Nuts and Volts - January 2016

January 2016 65

least 300 mcd. The LEDs above 1CD typically use a clear lens, so can’t be seen off axis. As an alternate, if you only need it to run a couple of days, then just solder a L-36BSRD flashing LED inside a 9V battery snap. I make these up for cavers; they leave them behind like breadcrumbs to find their way back.

Bob Turner Salamander Bay, Australia

[#11151 - November 2015]

Super Capacitor Comparison

I need some help understanding what’s going on inside a super capacitor. I did some experiments using regular capacitors as a backup power supply to a real time clock chip. Mathematically, the amount of time an electrolytic capacitor (1500, 2200, and 4700 µF) would power the chip became predictable once I came up with a formula. However, when I connected a super capacitor, the math broke down.

The real time clock should have exhausted the stored power in the super capacitor after exactly three days. Instead, it is still maintaining the correct time after four months! Clearly, something is physically different about a super capacitor. It acts more like a battery than a capacitor.

Can someone explain to me how the chemistry of a super capacitor differs from electrolytic capacitors? Why does the amount of charge stored seem to far exceed the capacity indicated by its Farad value, under an extremely light load?

#1 “Super caps” are, indeed, electrolytic capacitors. Their construction typically uses tantalum (not aluminum) plates to obtain a large capacitance value in a relatively small package compared to standard aluminum electrolytics. Plus, their electrolyte formulation differs enough from aluminum capacitors to allow a larger charge vs. size capability.

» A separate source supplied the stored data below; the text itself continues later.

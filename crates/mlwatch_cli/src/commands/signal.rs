//! Process signal handling for long-running commands.

use tokio::signal;
use tracing::info;

/// Resolves on SIGINT (Ctrl+C) or SIGTERM.
pub async fn shutdown_signal() -> std::io::Result<()> {
    #[cfg(unix)]
    {
        let mut terminate = signal::unix::signal(signal::unix::SignalKind::terminate())?;
        tokio::select! {
            result = signal::ctrl_c() => {
                result?;
                info!("Received SIGINT, starting graceful shutdown");
            }
            _ = terminate.recv() => info!("Received SIGTERM, starting graceful shutdown"),
        }
    }

    #[cfg(not(unix))]
    {
        signal::ctrl_c().await?;
        info!("Received Ctrl+C, starting graceful shutdown");
    }

    Ok(())
}
//! File-based storage backend for the on-disk log.

use crate::backend::StorageBackend;
use crate::error::{StorageError, StorageResult};
use parking_lot::RwLock;
use std::fs::{File, OpenOptions};
use std::io::{self, Read, Seek, SeekFrom, Write};
use std::path::{Path, PathBuf};

/// A file-based storage backend.
///
/// Two access modes exist:
///
/// - [`FileBackend::open_append`] opens (creating if needed) the file in
///   append mode for the single producer
/// - [`FileBackend::open_existing`] opens an existing file read-only for
///   tailing; the size is snapshotted at open time
///
/// # Durability
///
/// - `flush()` calls `File::flush()` to push data to the OS
/// - `sync()` calls `File::sync_all()` to ensure data is on disk
///
/// # Example
///
/// ```no_run
/// use mlwatch_storage::{StorageBackend, FileBackend};
/// use std::path::Path;
///
/// let mut backend = FileBackend::open_append(Path::new("logs/run.bin")).unwrap();
/// let offset = backend.append(b"framed bytes").unwrap();
/// backend.sync().unwrap();
/// ```
#[derive(Debug)]
pub struct FileBackend {
    path: PathBuf,
    file: RwLock<File>,
    size: RwLock<u64>,
    writable: bool,
}

impl FileBackend {
    /// Opens or creates the file in append mode, creating parent directories.
    ///
    /// Directory creation is idempotent.
    ///
    /// # Errors
    ///
    /// Returns an error if directories cannot be created or the file cannot be opened.
    pub fn open_append(path: &Path) -> StorageResult<Self> {
        if let Some(parent) = path.parent().filter(|p| !p.as_os_str().is_empty()) {
            std::fs::create_dir_all(parent)?;
        }

        let file = OpenOptions::new()
            .read(true)
            .append(true)
            .create(true)
            .open(path)?;
        let size = file.metadata()?.len();

        Ok(Self {
            path: path.to_path_buf(),
            file: RwLock::new(file),
            size: RwLock::new(size),
            writable: true,
        })
    }

    /// Opens an existing file read-only.
    ///
    /// Returns `Ok(None)` when the file does not exist yet; a producer that
    /// has not started is not an error for readers.
    ///
    /// # Errors
    ///
    /// Returns an error for any I/O failure other than a missing file.
    pub fn open_existing(path: &Path) -> StorageResult<Option<Self>> {
        let file = match File::open(path) {
            Ok(file) => file,
            Err(e) if e.kind() == io::ErrorKind::NotFound => return Ok(None),
            Err(e) => return Err(e.into()),
        };
        let size = file.metadata()?.len();

        Ok(Some(Self {
            path: path.to_path_buf(),
            file: RwLock::new(file),
            size: RwLock::new(size),
            writable: false,
        }))
    }

    /// Returns the path to the underlying file.
    #[must_use]
    pub fn path(&self) -> &Path {
        &self.path
    }

    /// Returns true if this backend was opened for appending.
    #[must_use]
    pub fn is_writable(&self) -> bool {
        self.writable
    }
}

impl StorageBackend for FileBackend {
    fn read_at(&self, offset: u64, len: usize) -> StorageResult<Vec<u8>> {
        let size = *self.size.read();
        match offset.checked_add(len as u64) {
            Some(end) if end <= size => {}
            _ => return Err(StorageError::ReadPastEnd { offset, len, size }),
        }
        if len == 0 {
            return Ok(Vec::new());
        }

        // Seek and read must not interleave with another reader.
        let mut file = self.file.write();
        file.seek(SeekFrom::Start(offset))?;
        let mut chunk = vec![0u8; len];
        file.read_exact(&mut chunk)?;
        Ok(chunk)
    }

    fn append(&mut self, data: &[u8]) -> StorageResult<u64> {
        if !self.writable {
            return Err(StorageError::ReadOnly {
                path: self.path.display().to_string(),
            });
        }

        let mut file = self.file.write();
        let mut size = self.size.write();

        // Another handle may have appended since open.
        let offset = file.metadata()?.len();
        if data.is_empty() {
            *size = offset;
            return Ok(offset);
        }

        file.write_all(data)?;
        *size = offset + data.len() as u64;

        Ok(offset)
    }

    fn flush(&mut self) -> StorageResult<()> {
        let mut file = self.file.write();
        file.flush()?;
        Ok(())
    }

    fn size(&self) -> StorageResult<u64> {
        Ok(*self.size.read())
    }

    fn sync(&mut self) -> StorageResult<()> {
        let file = self.file.write();
        file.sync_all()?;
        Ok(())
    }
}

#[cfg(test)]
mod tests {
    use super::*;
    use tempfile::TempDir;

    fn log_path(dir: &TempDir) -> PathBuf {
        dir.path().join("train.bin")
    }

    #[test]
    fn open_append_creates_empty_log() {
        let dir = TempDir::new().unwrap();
        let path = log_path(&dir);

        let log = FileBackend::open_append(&path).unwrap();
        assert!(path.exists());
        assert!(log.is_writable());
        assert_eq!(log.size().unwrap(), 0);
        assert_eq!(log.path(), path);
    }

    #[test]
    fn open_append_creates_missing_parents_idempotently() {
        let dir = TempDir::new().unwrap();
        let path = dir.path().join("runs").join("42").join("train.bin");

        FileBackend::open_append(&path).unwrap();
        let again = FileBackend::open_append(&path).unwrap();
        assert_eq!(again.size().unwrap(), 0);
    }

    #[test]
    fn appends_report_their_start_offset() {
        let dir = TempDir::new().unwrap();
        let mut log = FileBackend::open_append(&log_path(&dir)).unwrap();

        assert_eq!(log.append(b"MLWG").unwrap(), 0);
        assert_eq!(log.append(b"-frame-").unwrap(), 4);
        assert_eq!(log.size().unwrap(), 11);
        assert_eq!(log.read_at(4, 7).unwrap(), b"-frame-");
    }

    #[test]
    fn reopening_for_append_keeps_prior_bytes() {
        let dir = TempDir::new().unwrap();
        let path = log_path(&dir);

        let mut first = FileBackend::open_append(&path).unwrap();
        first.append(b"epoch-1").unwrap();
        first.sync().unwrap();
        drop(first);

        let mut second = FileBackend::open_append(&path).unwrap();
        assert_eq!(second.append(b"epoch-2").unwrap(), 7);
        second.flush().unwrap();
        assert_eq!(std::fs::read(&path).unwrap(), b"epoch-1epoch-2");
    }

    #[test]
    fn append_offset_tracks_other_writers() {
        let dir = TempDir::new().unwrap();
        let path = log_path(&dir);

        let mut a = FileBackend::open_append(&path).unwrap();
        let mut b = FileBackend::open_append(&path).unwrap();
        a.append(b"aaaa").unwrap();
        assert_eq!(b.append(b"bb").unwrap(), 4);
    }

    #[test]
    fn reads_beyond_snapshot_are_rejected() {
        let dir = TempDir::new().unwrap();
        let mut log = FileBackend::open_append(&log_path(&dir)).unwrap();
        log.append(b"12345").unwrap();

        assert!(matches!(
            log.read_at(3, 5),
            Err(StorageError::ReadPastEnd { offset: 3, len: 5, size: 5 })
        ));
        assert!(matches!(
            log.read_at(u64::MAX, 1),
            Err(StorageError::ReadPastEnd { .. })
        ));
        assert!(log.read_at(5, 0).unwrap().is_empty());
    }

    #[test]
    fn open_existing_on_missing_file_is_none() {
        let dir = TempDir::new().unwrap();
        let path = log_path(&dir);

        assert!(FileBackend::open_existing(&path).unwrap().is_none());
        assert!(!path.exists());
    }

    #[test]
    fn open_existing_sees_only_bytes_present_at_open() {
        let dir = TempDir::new().unwrap();
        let path = log_path(&dir);
        std::fs::write(&path, b"abc").unwrap();

        let reader = FileBackend::open_existing(&path).unwrap().unwrap();
        FileBackend::open_append(&path)
            .unwrap()
            .append(b"def")
            .unwrap();

        assert_eq!(reader.size().unwrap(), 3);
        assert_eq!(reader.read_at(0, 3).unwrap(), b"abc");
        assert!(reader.read_at(3, 1).is_err());
    }

    #[test]
    fn open_existing_is_read_only() {
        let dir = TempDir::new().unwrap();
        let path = log_path(&dir);
        std::fs::write(&path, b"abc").unwrap();

        let mut reader = FileBackend::open_existing(&path).unwrap().unwrap();
        assert!(!reader.is_writable());
        assert!(matches!(
            reader.append(b"x"),
            Err(StorageError::ReadOnly { .. })
        ));
        assert_eq!(std::fs::read(&path).unwrap(), b"abc");
    }
}
//! Collector-side record store.

use mlwatch_core::LogRecord;
use parking_lot::RwLock;

/// Every record the collector has accepted, in arrival order.
///
/// Reads do not drain: any number of viewers see the full history.
#[derive(Debug, Default)]
pub struct LogStore {
    entries: RwLock<Vec<LogRecord>>,
}

impl LogStore {
    /// Creates an empty store.
    pub fn new() -> Self {
        Self::default()
    }

    /// Appends a posted batch, flattened into individual records.
    pub fn append(&self, batch: Vec<LogRecord>) {
        self.entries.write().extend(batch);
    }

    /// Returns a copy of all stored records.
    pub fn all(&self) -> Vec<LogRecord> {
        self.entries.read().clone()
    }

    /// Number of stored records.
    pub fn len(&self) -> usize {
        self.entries.read().len()
    }

    /// Returns true if nothing has been stored.
    pub fn is_empty(&self) -> bool {
        self.entries.read().is_empty()
    }
}
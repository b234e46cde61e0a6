//! Tail command implementation.

use super::signal::shutdown_signal;
use mlwatch_core::{CoreResult, LogTailer};
use std::path::Path;
use std::time::Duration;
use tokio::task::JoinError;

/// Follows the log, printing records until interrupted.
pub async fn run(path: &Path, interval: Duration) -> Result<(), Box<dyn std::error::Error>> {
    let mut tailer = LogTailer::new(path);
    let stop = tailer.stop_handle();

    let mut follower = tokio::task::spawn_blocking(move || -> CoreResult<u64> {
        let mut watch = tailer.watch(interval)?;
        for record in &mut watch {
            let record = record?;
            println!("{:.6}  {}", record.timestamp, record.message);
        }
        Ok(watch.offset())
    });

    tokio::select! {
        joined = &mut follower => return finish(joined),
        result = shutdown_signal() => result?,
    }

    // Observed at the next sleep boundary.
    stop.stop();
    finish(follower.await)
}

fn finish(joined: Result<CoreResult<u64>, JoinError>) -> Result<(), Box<dyn std::error::Error>> {
    let offset = joined??;
    tracing::info!(offset, "tail stopped");
    Ok(())
}
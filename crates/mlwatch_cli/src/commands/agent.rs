//! Agent command implementation.

use super::signal::shutdown_signal;
use mlwatch_core::TailConfig;
use mlwatch_forward::ForwarderConfig;
use mlwatch_server::{Agent, AgentConfig, DashboardConfig};
use std::net::SocketAddr;
use std::path::Path;
use std::time::Duration;
use tracing::warn;

/// Options for the agent command.
#[derive(Debug)]
pub struct AgentOptions {
    /// Collector base URL; serve a local dashboard when absent.
    pub remote: Option<String>,
    /// Dashboard bind address.
    pub bind_addr: SocketAddr,
    /// Tail poll interval.
    pub poll_interval: Duration,
    /// Forwarding interval.
    pub forward_interval: Duration,
}

/// Runs tailing and forwarding until interrupted or the log turns corrupt.
pub async fn run(path: &Path, options: AgentOptions) -> Result<(), Box<dyn std::error::Error>> {
    let config = match options.remote {
        Some(url) => AgentConfig::remote(path, url),
        None => AgentConfig::local(
            path,
            DashboardConfig::new(options.bind_addr).with_poll_interval(options.forward_interval),
        ),
    }
    .with_tail(TailConfig::new().with_poll_interval(options.poll_interval))
    .with_forwarder(ForwarderConfig::new().with_interval(options.forward_interval));

    let agent = Agent::start(config).await?;
    if let Some(addr) = agent.dashboard_addr() {
        println!("Dashboard at http://{addr}/");
    }

    let tail_exit = async {
        while !agent.tail_finished() {
            tokio::time::sleep(Duration::from_millis(500)).await;
        }
    };
    tokio::select! {
        result = shutdown_signal() => result?,
        () = tail_exit => warn!("tail task exited; shutting down"),
    }

    let report = agent.shutdown().await?;
    println!(
        "Forwarded {} records ({} dropped), stopped at byte {}",
        report.forwarded.records_delivered, report.forwarded.records_dropped, report.offset
    );
    Ok(())
}
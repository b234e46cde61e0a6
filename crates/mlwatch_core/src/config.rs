//! Tailing configuration.

use std::time::Duration;

/// Configuration for a tailing reader.
#[derive(Debug, Clone, PartialEq, Eq)]
pub struct TailConfig {
    /// Sleep between polls.
    pub poll_interval: Duration,

    /// Offset to resume from (an externally stored checkpoint).
    pub start_offset: u64,
}

impl Default for TailConfig {
    fn default() -> Self {
        Self {
            poll_interval: Duration::from_secs(5),
            start_offset: 0,
        }
    }
}

impl TailConfig {
    /// Creates a new configuration with default values.
    #[must_use]
    pub fn new() -> Self {
        Self::default()
    }

    /// Sets the poll interval.
    #[must_use]
    pub const fn with_poll_interval(mut self, interval: Duration) -> Self {
        self.poll_interval = interval;
        self
    }

    /// Sets the start offset.
    #[must_use]
    pub const fn with_start_offset(mut self, offset: u64) -> Self {
        self.start_offset = offset;
        self
    }
}

#[cfg(test)]
mod tests {
    use super::*;

    #[test]
    fn default_config() {
        let config = TailConfig::default();
        assert_eq!(config.poll_interval, Duration::from_secs(5));
        assert_eq!(config.start_offset, 0);
    }

    #[test]
    fn builder_pattern() {
        let config = TailConfig::new()
            .with_poll_interval(Duration::from_millis(50))
            .with_start_offset(170);

        assert_eq!(config.poll_interval, Duration::from_millis(50));
        assert_eq!(config.start_offset, 170);
    }
}
//! Storage backend trait definition.

use crate::error::StorageResult;

/// A low-level byte store holding an mlwatch log.
///
/// Backends are **opaque byte stores**. mlwatch owns all frame format
/// interpretation - backends do not understand headers or records.
///
/// # Invariants
///
/// - `append` returns the offset where data was written
/// - `append` hands the whole buffer to the OS in one write, so a frame is
///   never interleaved with another append from the same process
/// - `read_at` returns exactly the bytes previously written at that offset
/// - Backends must be `Send + Sync` for concurrent access
pub trait StorageBackend: Send + Sync {
    /// Reads `len` bytes starting at `offset`.
    ///
    /// # Errors
    ///
    /// Returns an error if:
    /// - The read would extend beyond the current size
    /// - An I/O error occurs
    fn read_at(&self, offset: u64, len: usize) -> StorageResult<Vec<u8>>;

    /// Appends data to the end of the storage.
    ///
    /// Returns the offset where the data was written.
    ///
    /// # Errors
    ///
    /// Returns an error if the backend is read-only or an I/O error occurs.
    fn append(&mut self, data: &[u8]) -> StorageResult<u64>;

    /// Flushes buffered writes to the OS.
    ///
    /// # Errors
    ///
    /// Returns an error if the flush operation fails.
    fn flush(&mut self) -> StorageResult<()>;

    /// Returns the current size of the storage in bytes.
    ///
    /// This is the offset where the next `append` will write.
    ///
    /// # Errors
    ///
    /// Returns an error if the size cannot be determined.
    fn size(&self) -> StorageResult<u64>;

    /// Syncs all data and metadata to durable storage.
    ///
    /// # Errors
    ///
    /// Returns an error if the sync operation fails.
    fn sync(&mut self) -> StorageResult<()>;
}
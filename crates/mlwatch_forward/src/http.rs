//! HTTP client abstraction.
//!
//! The forwarder only needs two operations: a status probe and a JSON post.
//! Both are behind [`HttpClient`] so tests can substitute an in-process fake.

use crate::config::ForwarderConfig;
use crate::error::{ForwardError, ForwardResult};
use async_trait::async_trait;
use serde_json::Value;
use std::time::Duration;

/// Minimal HTTP client used by [`crate::RemoteSink`].
#[async_trait]
pub trait HttpClient: Send + Sync {
    /// Sends `GET url` and returns the response status.
    async fn get_status(&self, url: &str) -> ForwardResult<u16>;

    /// Sends `POST url` with a JSON body and returns the response status.
    async fn post_json(&self, url: &str, body: &Value) -> ForwardResult<u16>;
}

/// Production client backed by reqwest.
#[derive(Debug, Clone)]
pub struct ReqwestClient {
    client: reqwest::Client,
}

impl ReqwestClient {
    /// Creates a client with the given per-request timeout.
    ///
    /// # Errors
    ///
    /// Returns [`ForwardError::Http`] if the TLS backend cannot be initialised.
    pub fn new(timeout: Duration) -> ForwardResult<Self> {
        let client = reqwest::Client::builder()
            .timeout(timeout)
            .build()
            .map_err(|e| ForwardError::Http(e.to_string()))?;
        Ok(Self { client })
    }

    /// Creates a client using the configured request timeout.
    ///
    /// # Errors
    ///
    /// See [`ReqwestClient::new`].
    pub fn from_config(config: &ForwarderConfig) -> ForwardResult<Self> {
        Self::new(config.request_timeout)
    }
}

#[async_trait]
impl HttpClient for ReqwestClient {
    async fn get_status(&self, url: &str) -> ForwardResult<u16> {
        let response = self
            .client
            .get(url)
            .send()
            .await
            .map_err(|e| ForwardError::Http(e.to_string()))?;
        Ok(response.status().as_u16())
    }

    async fn post_json(&self, url: &str, body: &Value) -> ForwardResult<u16> {
        let response = self
            .client
            .post(url)
            .json(body)
            .send()
            .await
            .map_err(|e| ForwardError::Http(e.to_string()))?;
        Ok(response.status().as_u16())
    }
}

Because of their large charge capability, they are ideal for use in short-term backup applications where low currents (typically, less than 100 microamperes) are required (i.e., real time clock chips). However, they are not the same as a battery (i.e., lithium coin cell) since — like regular electrolytics — super caps do self-discharge over time and they can not deliver a large supply current (i.e., >1 mA) for longer than a couple of seconds.

Ken Simmons Auburn, WA

#2 For any given capacity rating, an electrolytic capacitor should behave very much like a super capacitor, at least in a low current circuit like a RTC. However, super capacitors provide much higher capacity in a given package size. So much so, that they are rated in millifarads (1 mF = 1,000 µF) or Farads (1F = 1,000,00 µF) rather than microfarads (µF).

Are you sure you took this into account when you did your calculation? If not, you may be off by a factor of 1,000 or one million. The other possibility is leakage current causing the electrolytic capacitor to drain faster than you expect. This presents itself as if there was a resistor connected across the capacitor, constantly draining away its charge.

The leakage current value is listed on the datasheet for the capacitor and must be taken into account when you’re using it for long storage applications like a real time clock.

Mark Lewus Denville, NJ

#3 Your calculations are probably correct. However, you may have used the worst case current from the datasheet; if you use the nominal current, it should be good. A couple of months is the expected retention at room temperature. Just be careful if you use Schottky diodes in your circuit (to power the RTC from normal 5V). The leakage current in a poorly selected diode can exceed the standby current. (Schottky diodes are made with three doping levels, producing forward drops of 200, 300, and 400 mV; the 400 mV has the lowest leakage current. It will usually have an H in the part number.) A super capacitor is a electrolytic double layer capacitor (EDLC), and each electrode is coated in very fine carbon granules. The total surface area is about 1,000 times higher than just aluminium foil, with a much thinner dielectric; hence the increase in capacitance (and drop in maximum operating voltage). There is no actual oxide layer for the dielectric. An EDLC has charged layers of ions a few molecules thick instead, and charge and discharge just moves the ions back and forth across the layer.

Bob Turner

Salamander Bay, Australia

[#12153 - December 2015] LiPo Smart Charger

I’m looking for a smart charger for LiPo cells that can run from a solar panel. I’ve heard that the combination is incompatible because of fluctuations in output from the solar panel. Is this true? If so, is a workaround a larger panel?

There are a lot of solar to li-ion battery charger ICs. You might get one on a breakout board, like the following: www.ladyada.net/make/ solarlipo

I made a small solar powered solar tracker that has a similar IC, and charges two li-ion batteries to about 8.0 volts. It works well. It’s been in operation over a year now.